I'm having some troubles grasping this concept of the following question:

Quote:

Find an example of functions d(n) ,f(n), e(n), g(n) such that d(n) is O(f(n))
and e(n) is O(g(n)), but d(n) - e(n) is not O(f(n)-g(n)). You don't have to prove anything for
this problem.

if d(n) is O(n^3) and e(n) is O(n^2), then the result for both d(n) - e(n) and O(f(n)-g(n)) is O(n), right?

I can't think of an example of two functions that would not be the same for both subtractions.

If anyone could shed a bit of light on this subject, I'd greatly appreciate it.

[Tony]

DaVe g @ Fri Jan 16, 2009 10:02 am wrote:

if d(n) is O(n^3) and e(n) is O(n^2), then the result for both d(n) - e(n) and O(f(n)-g(n)) is O(n), right?

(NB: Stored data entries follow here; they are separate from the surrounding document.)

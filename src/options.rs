//! Configuration options for conversion.
//!
//! The `Options` struct carries the caller's hooks (custom transform,
//! pre-filter, diagnostic observer) and the validation policies applied by
//! the transformer and document assembler.

use std::fmt;
use std::sync::Arc;

use crate::diagnostics::Diagnostic;
use crate::error::BoxError;
use crate::filter::FilterAction;
use crate::html::HtmlNode;
use crate::rich_text::Node;
use crate::transform::Transformer;

/// Default nesting limit for [`Options::max_depth`].
pub const DEFAULT_MAX_DEPTH: usize = 100;

/// Per-node override hook. `Ok(Some(node))` replaces the default output for
/// that node; `Ok(None)` defers to the default rules; `Err` aborts the
/// conversion with the error passed through unchanged.
///
/// The hook receives the running [`Transformer`], so falling back to the
/// default rules for children keeps their diagnostics in the same conversion.
pub type CustomTransform = Arc<
    dyn Fn(&HtmlNode, &mut Transformer<'_>) -> Result<Option<Node>, BoxError> + Send + Sync,
>;

/// Tree-rewrite predicate applied to every node before transformation.
pub type PreFilter = Arc<dyn Fn(&HtmlNode) -> FilterAction + Send + Sync>;

/// Side channel receiving each diagnostic as it is emitted.
pub type DiagnosticObserver = Arc<dyn Fn(&Diagnostic) + Send + Sync>;

/// How the document assembler treats root children that are not top-level blocks.
#[derive(Debug, Clone, Copy, PartialEq, Eq, Default)]
pub enum TopLevelValidation {
    /// No check.
    Off,
    /// Keep the node and emit a diagnostic.
    ///
    /// Whitespace between blocks (`"<p>A</p>\n<p>B</p>"`) parses to bare text
    /// nodes at the root, each of which is kept and reported. Set
    /// [`Options::ignore_whitespace_text`] to drop them before validation.
    #[default]
    Warn,
    /// Omit the node and emit a diagnostic.
    Drop,
    /// Fail the conversion with [`crate::Error::InvalidTopLevel`].
    Strict,
}

/// What to do with an anchor that has no `href`.
///
/// Named anchors such as `<a name="top"></a>` have no `href` either, so with
/// the default policy a single in-page target fails the whole conversion.
/// Use [`MissingHrefPolicy::Drop`] for HTML that contains them.
#[derive(Debug, Clone, Copy, PartialEq, Eq, Default)]
pub enum MissingHrefPolicy {
    /// Fail the conversion with [`crate::Error::MissingHref`].
    #[default]
    Error,
    /// Omit the anchor and emit a diagnostic.
    Drop,
}

/// Configuration options for conversion.
///
/// All fields are public for easy configuration. Use `Default::default()`
/// for standard settings, or the `with_*` helpers to attach closures.
///
/// # Example
///
/// ```rust
/// use html_to_rich_text::{FilterAction, Options, TopLevelValidation};
///
/// let options = Options {
///     top_level: TopLevelValidation::Drop,
///     ..Options::default()
/// }
/// .with_pre_filter(|node| FilterAction::from(!node.is_element("script")));
/// ```
#[derive(Clone)]
pub struct Options {
    /// Override hook consulted before the default rules for every node.
    ///
    /// Default: `None`
    pub custom_transform: Option<CustomTransform>,

    /// Rewrite predicate applied to the whole tree before transformation.
    ///
    /// Default: `None`
    pub pre_filter: Option<PreFilter>,

    /// Observer notified of every diagnostic.
    ///
    /// Default: `None`
    pub on_diagnostic: Option<DiagnosticObserver>,

    /// Validation of the document root's children.
    ///
    /// Default: `TopLevelValidation::Warn`
    pub top_level: TopLevelValidation,

    /// Handling of anchors without `href`.
    ///
    /// Default: `MissingHrefPolicy::Error`
    pub missing_href: MissingHrefPolicy,

    /// Drop text nodes that contain only whitespace.
    ///
    /// Default: `false`
    pub ignore_whitespace_text: bool,

    /// Maximum nesting depth converted.
    ///
    /// Top-level nodes are at depth 1. A node nested deeper is dropped with
    /// its subtree and reported as [`Diagnostic::DepthLimitExceeded`]. Bounds
    /// the recursion of the parser adapter, the pre-filter and the transformer.
    ///
    /// Default: `100`
    pub max_depth: usize,
}

impl Default for Options {
    fn default() -> Self {
        Self {
            custom_transform: None,
            pre_filter: None,
            on_diagnostic: None,
            top_level: TopLevelValidation::default(),
            missing_href: MissingHrefPolicy::default(),
            ignore_whitespace_text: false,
            max_depth: DEFAULT_MAX_DEPTH,
        }
    }
}

impl Options {
    #[must_use]
    pub fn new() -> Self {
        Self::default()
    }

    #[must_use]
    pub fn with_custom_transform<F>(mut self, transform: F) -> Self
    where
        F: Fn(&HtmlNode, &mut Transformer<'_>) -> Result<Option<Node>, BoxError>
            + Send
            + Sync
            + 'static,
    {
        self.custom_transform = Some(Arc::new(transform));
        self
    }

    #[must_use]
    pub fn with_pre_filter<F>(mut self, filter: F) -> Self
    where
        F: Fn(&HtmlNode) -> FilterAction + Send + Sync + 'static,
    {
        self.pre_filter = Some(Arc::new(filter));
        self
    }

    #[must_use]
    pub fn with_diagnostic_observer<F>(mut self, observer: F) -> Self
    where
        F: Fn(&Diagnostic) + Send + Sync + 'static,
    {
        self.on_diagnostic = Some(Arc::new(observer));
        self
    }
}

impl fmt::Debug for Options {
    fn fmt(&self, f: &mut fmt::Formatter<'_>) -> fmt::Result {
        f.debug_struct("Options")
            .field("custom_transform", &self.custom_transform.is_some())
            .field("pre_filter", &self.pre_filter.is_some())
            .field("on_diagnostic", &self.on_diagnostic.is_some())
            .field("top_level", &self.top_level)
            .field("missing_href", &self.missing_href)
            .field("ignore_whitespace_text", &self.ignore_whitespace_text)
            .field("max_depth", &self.max_depth)
            .finish()
    }
}
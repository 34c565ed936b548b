//! Non-fatal conversion diagnostics.
//!
//! Everything the pipeline omits or flags is reported here rather than failing
//! the conversion. Each diagnostic is logged at `warn`, handed to the caller's
//! observer (if any) and collected for [`crate::Conversion`].

use std::fmt;

use crate::html::NodeType;
use crate::options::DiagnosticObserver;
use crate::rich_text::NodeKind;

/// A non-fatal issue encountered during conversion.
#[derive(Debug, Clone, PartialEq, Eq)]
pub enum Diagnostic {
    /// The pre-filter removed a node (and its subtree).
    RemovedByFilter {
        /// Label of the removed node, e.g. `<script>`.
        node: String,
    },

    /// A hyperlink child that is not text was skipped.
    NonTextHyperlinkChild {
        /// Type of the skipped child.
        child_type: NodeType,
        /// Tag name, for element children.
        name: Option<String>,
    },

    /// A node with no rich text representation was dropped with its subtree.
    DroppedNode {
        /// Label of the dropped node.
        node: String,
    },

    /// An anchor without `href` was dropped.
    MissingHref,

    /// A node that is not a top-level block appeared in the document root.
    InvalidTopLevel {
        /// Kind of the offending node.
        kind: NodeKind,
        /// Whether the node was removed from the document.
        dropped: bool,
    },

    /// A node nested deeper than [`crate::Options::max_depth`] was dropped
    /// with its subtree.
    DepthLimitExceeded {
        /// Label of the dropped node.
        node: String,
        /// The configured limit.
        limit: usize,
    },
}

impl fmt::Display for Diagnostic {
    fn fmt(&self, f: &mut fmt::Formatter<'_>) -> fmt::Result {
        match self {
            Self::RemovedByFilter { node } => {
                write!(f, "pre-filter removed {node} and its descendants")
            }
            Self::NonTextHyperlinkChild { child_type, name } => {
                write!(f, "found child \"{child_type}\"")?;
                if let Some(name) = name {
                    write!(f, " (<{name}>)")?;
                }
                f.write_str(" of hyperlink; only text children are allowed, so it was removed")
            }
            Self::DroppedNode { node } => {
                write!(f, "{node} has no rich text equivalent and was dropped")
            }
            Self::MissingHref => f.write_str("hyperlink without href was dropped"),
            Self::InvalidTopLevel { kind, dropped } => {
                write!(f, "`{kind}` is not a valid top-level block")?;
                if *dropped {
                    f.write_str(" and was dropped")?;
                }
                Ok(())
            }
            Self::DepthLimitExceeded { node, limit } => {
                write!(f, "{node} is nested deeper than {limit} levels and was dropped")
            }
        }
    }
}

/// Collects diagnostics for one conversion call.
#[derive(Default)]
pub(crate) struct DiagnosticSink {
    observer: Option<DiagnosticObserver>,
    collected: Vec<Diagnostic>,
}

impl DiagnosticSink {
    pub(crate) fn new(observer: Option<DiagnosticObserver>) -> Self {
        Self {
            observer,
            collected: Vec::new(),
        }
    }

    pub(crate) fn emit(&mut self, diagnostic: Diagnostic) {
        tracing::warn!("{diagnostic}");
        if let Some(observer) = &self.observer {
            observer(&diagnostic);
        }
        self.collected.push(diagnostic);
    }

    pub(crate) fn into_diagnostics(self) -> Vec<Diagnostic> {
        self.collected
    }
}
use crossterm::event::{KeyCode, KeyEvent, KeyModifiers};
use rand::seq::SliceRandom;

use crate::card::CardState;
use crate::question::{Question, QuestionType};
use crate::session::{Phase, Session};

#[derive(Debug, Clone, Copy, PartialEq, Eq)]
pub enum Screen {
    Start,
    Playing,
    Finished,
}

/// What the event loop should do after a key press.
#[derive(Debug, Clone, Copy, PartialEq, Eq)]
pub enum Flow {
    Continue,
    Quit,
}

/// Top-level application state: the canonical question bank, the single live
/// session, and the transient presentation state around it.
///
/// All key handling lives here, away from the terminal, so integration tests
/// can drive complete exams headlessly.
#[derive(Debug)]
pub struct App {
    full_bank: Vec<Question>,
    pub session: Session,
    pub screen: Screen,
    pub player_name: String,
    pub name_input: String,
    /// UI gate: once feedback for the current question is on display, typing
    /// is disabled and Enter means "next" instead of "submit".
    pub show_feedback: bool,
    pub card: CardState,
    shuffle: bool,
}

impl App {
    pub fn new(full_bank: Vec<Question>, player_name: String, shuffle: bool) -> Self {
        Self {
            full_bank,
            session: Session::idle(),
            screen: Screen::Start,
            name_input: player_name.clone(),
            player_name,
            show_feedback: false,
            card: CardState::default(),
            shuffle,
        }
    }

    pub fn full_bank(&self) -> &[Question] {
        &self.full_bank
    }

    /// Begin a fresh full-bank session, replacing whatever was live before.
    pub fn start_session(&mut self) {
        let mut questions = self.full_bank.clone();
        if self.shuffle {
            questions.shuffle(&mut rand::thread_rng());
        }
        self.session = Session::start(questions);
        self.screen = Screen::Playing;
        self.sync_to_current();
    }

    /// Re-run only the questions that were missed; falls back to the full
    /// bank when there is nothing to retry.
    pub fn retry_wrong(&mut self) {
        self.session = self.session.retry(&self.full_bank);
        self.screen = Screen::Playing;
        self.sync_to_current();
    }

    /// Grade the card's composed answer. Empty answers are not submittable;
    /// re-submission is blocked by the feedback gate, not by the controller.
    pub fn submit_current(&mut self) {
        if self.show_feedback {
            return;
        }
        let Some(question) = self.session.current_question() else {
            return;
        };
        let answer = self.card.composed_answer(question);
        if answer.is_empty() {
            return;
        }
        self.session.submit_answer(&answer);
        self.show_feedback = true;
        self.refresh_card();
    }

    pub fn next_question(&mut self) {
        self.session.advance();
        if self.session.phase() == Phase::Finished {
            self.screen = Screen::Finished;
        } else {
            self.sync_to_current();
        }
    }

    pub fn jump_to(&mut self, index: usize) {
        self.session.jump_to(index);
        self.sync_to_current();
    }

    pub fn jump_previous(&mut self) {
        let idx = self.session.current_index();
        if idx > 0 {
            self.jump_to(idx - 1);
        }
    }

    pub fn jump_next(&mut self) {
        self.jump_to(self.session.current_index() + 1);
    }

    pub fn finish_early(&mut self) {
        self.session.finish();
        self.screen = Screen::Finished;
    }

    /// Re-derive feedback visibility and rebuild the card scratch state.
    /// Called on every current-question change so nothing leaks between
    /// cards (drafts, hint toggles, fragment picks).
    fn sync_to_current(&mut self) {
        self.show_feedback = self
            .session
            .current_question()
            .is_some_and(|q| self.session.answer_for(q.id).is_some());
        self.refresh_card();
    }

    fn refresh_card(&mut self) {
        self.card = match self.session.current_question() {
            Some(q) => CardState::for_question(q, self.session.answer_for(q.id)),
            None => CardState::default(),
        };
    }

    pub fn handle_key(&mut self, key: KeyEvent) -> Flow {
        if key.modifiers.contains(KeyModifiers::CONTROL) && key.code == KeyCode::Char('c') {
            return Flow::Quit;
        }
        match self.screen {
            Screen::Start => self.handle_start_key(key),
            Screen::Playing => self.handle_playing_key(key),
            Screen::Finished => self.handle_finished_key(key),
        }
    }

    fn handle_start_key(&mut self, key: KeyEvent) -> Flow {
        match key.code {
            KeyCode::Esc => return Flow::Quit,
            KeyCode::Enter => {
                let name = self.name_input.trim();
                if !name.is_empty() {
                    self.player_name = name.to_string();
                }
                self.start_session();
            }
            KeyCode::Backspace => {
                self.name_input.pop();
            }
            KeyCode::Char(c) => {
                self.name_input.push(c);
            }
            _ => {}
        }
        Flow::Continue
    }

    fn handle_playing_key(&mut self, key: KeyEvent) -> Flow {
        // Keys that work regardless of the current card.
        match key.code {
            KeyCode::Esc => return Flow::Quit,
            KeyCode::Char('f') if key.modifiers.contains(KeyModifiers::CONTROL) => {
                self.finish_early();
                return Flow::Continue;
            }
            KeyCode::PageUp => {
                self.jump_previous();
                return Flow::Continue;
            }
            KeyCode::PageDown => {
                self.jump_next();
                return Flow::Continue;
            }
            _ => {}
        }

        if self.show_feedback {
            if key.code == KeyCode::Enter {
                self.next_question();
            }
            return Flow::Continue;
        }

        if key.code == KeyCode::Tab {
            self.card.toggle_hint();
            return Flow::Continue;
        }

        let Some(kind) = self.session.current_question().map(|q| q.kind) else {
            return Flow::Continue;
        };
        match kind {
            QuestionType::MultipleChoice => self.handle_choice_key(key),
            QuestionType::FillInBlank => self.handle_fill_key(key),
            QuestionType::Rearrange => self.handle_rearrange_key(key),
        }
        Flow::Continue
    }

    fn handle_choice_key(&mut self, key: KeyEvent) {
        let option_count = self
            .session
            .current_question()
            .map(|q| q.options.len())
            .unwrap_or(0);
        match key.code {
            KeyCode::Up => self.card.select_previous_option(),
            KeyCode::Down => self.card.select_next_option(option_count),
            KeyCode::Enter => self.submit_current(),
            _ => {}
        }
    }

    fn handle_fill_key(&mut self, key: KeyEvent) {
        match key.code {
            KeyCode::Char(c) => self.card.draft.push(c),
            KeyCode::Backspace => {
                self.card.draft.pop();
            }
            KeyCode::Enter => self.submit_current(),
            _ => {}
        }
    }

    fn handle_rearrange_key(&mut self, key: KeyEvent) {
        match key.code {
            KeyCode::Left => self.card.move_fragment_cursor_left(),
            KeyCode::Right => self.card.move_fragment_cursor_right(),
            KeyCode::Char(' ') => self.card.pick_fragment(),
            KeyCode::Backspace => self.card.unpick_fragment(),
            KeyCode::Enter => self.submit_current(),
            _ => {}
        }
    }

    fn handle_finished_key(&mut self, key: KeyEvent) -> Flow {
        match key.code {
            KeyCode::Esc => return Flow::Quit,
            KeyCode::Char('r') => self.start_session(),
            KeyCode::Char('w') => self.retry_wrong(),
            _ => {}
        }
        Flow::Continue
    }
}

No. The question asks for examples of 4 functions, and you provide none.

[Brightguy]

DaVe g @ Fri Jan 16, 2009 10:02 am wrote:

if d(n) is O(n^3) and e(n) is O(n^2), then the result for both d(n) - e(n) and O(f(n)-g(n)) is O(n), right?

No... did you mean division instead of subtraction?

The gist of it is that you want cancellation in f(n) - g(n) but not in d(n) - e(n). The cheap way is to let f(n) = g(n) and d(n) != e(n) for arbitrarily large n.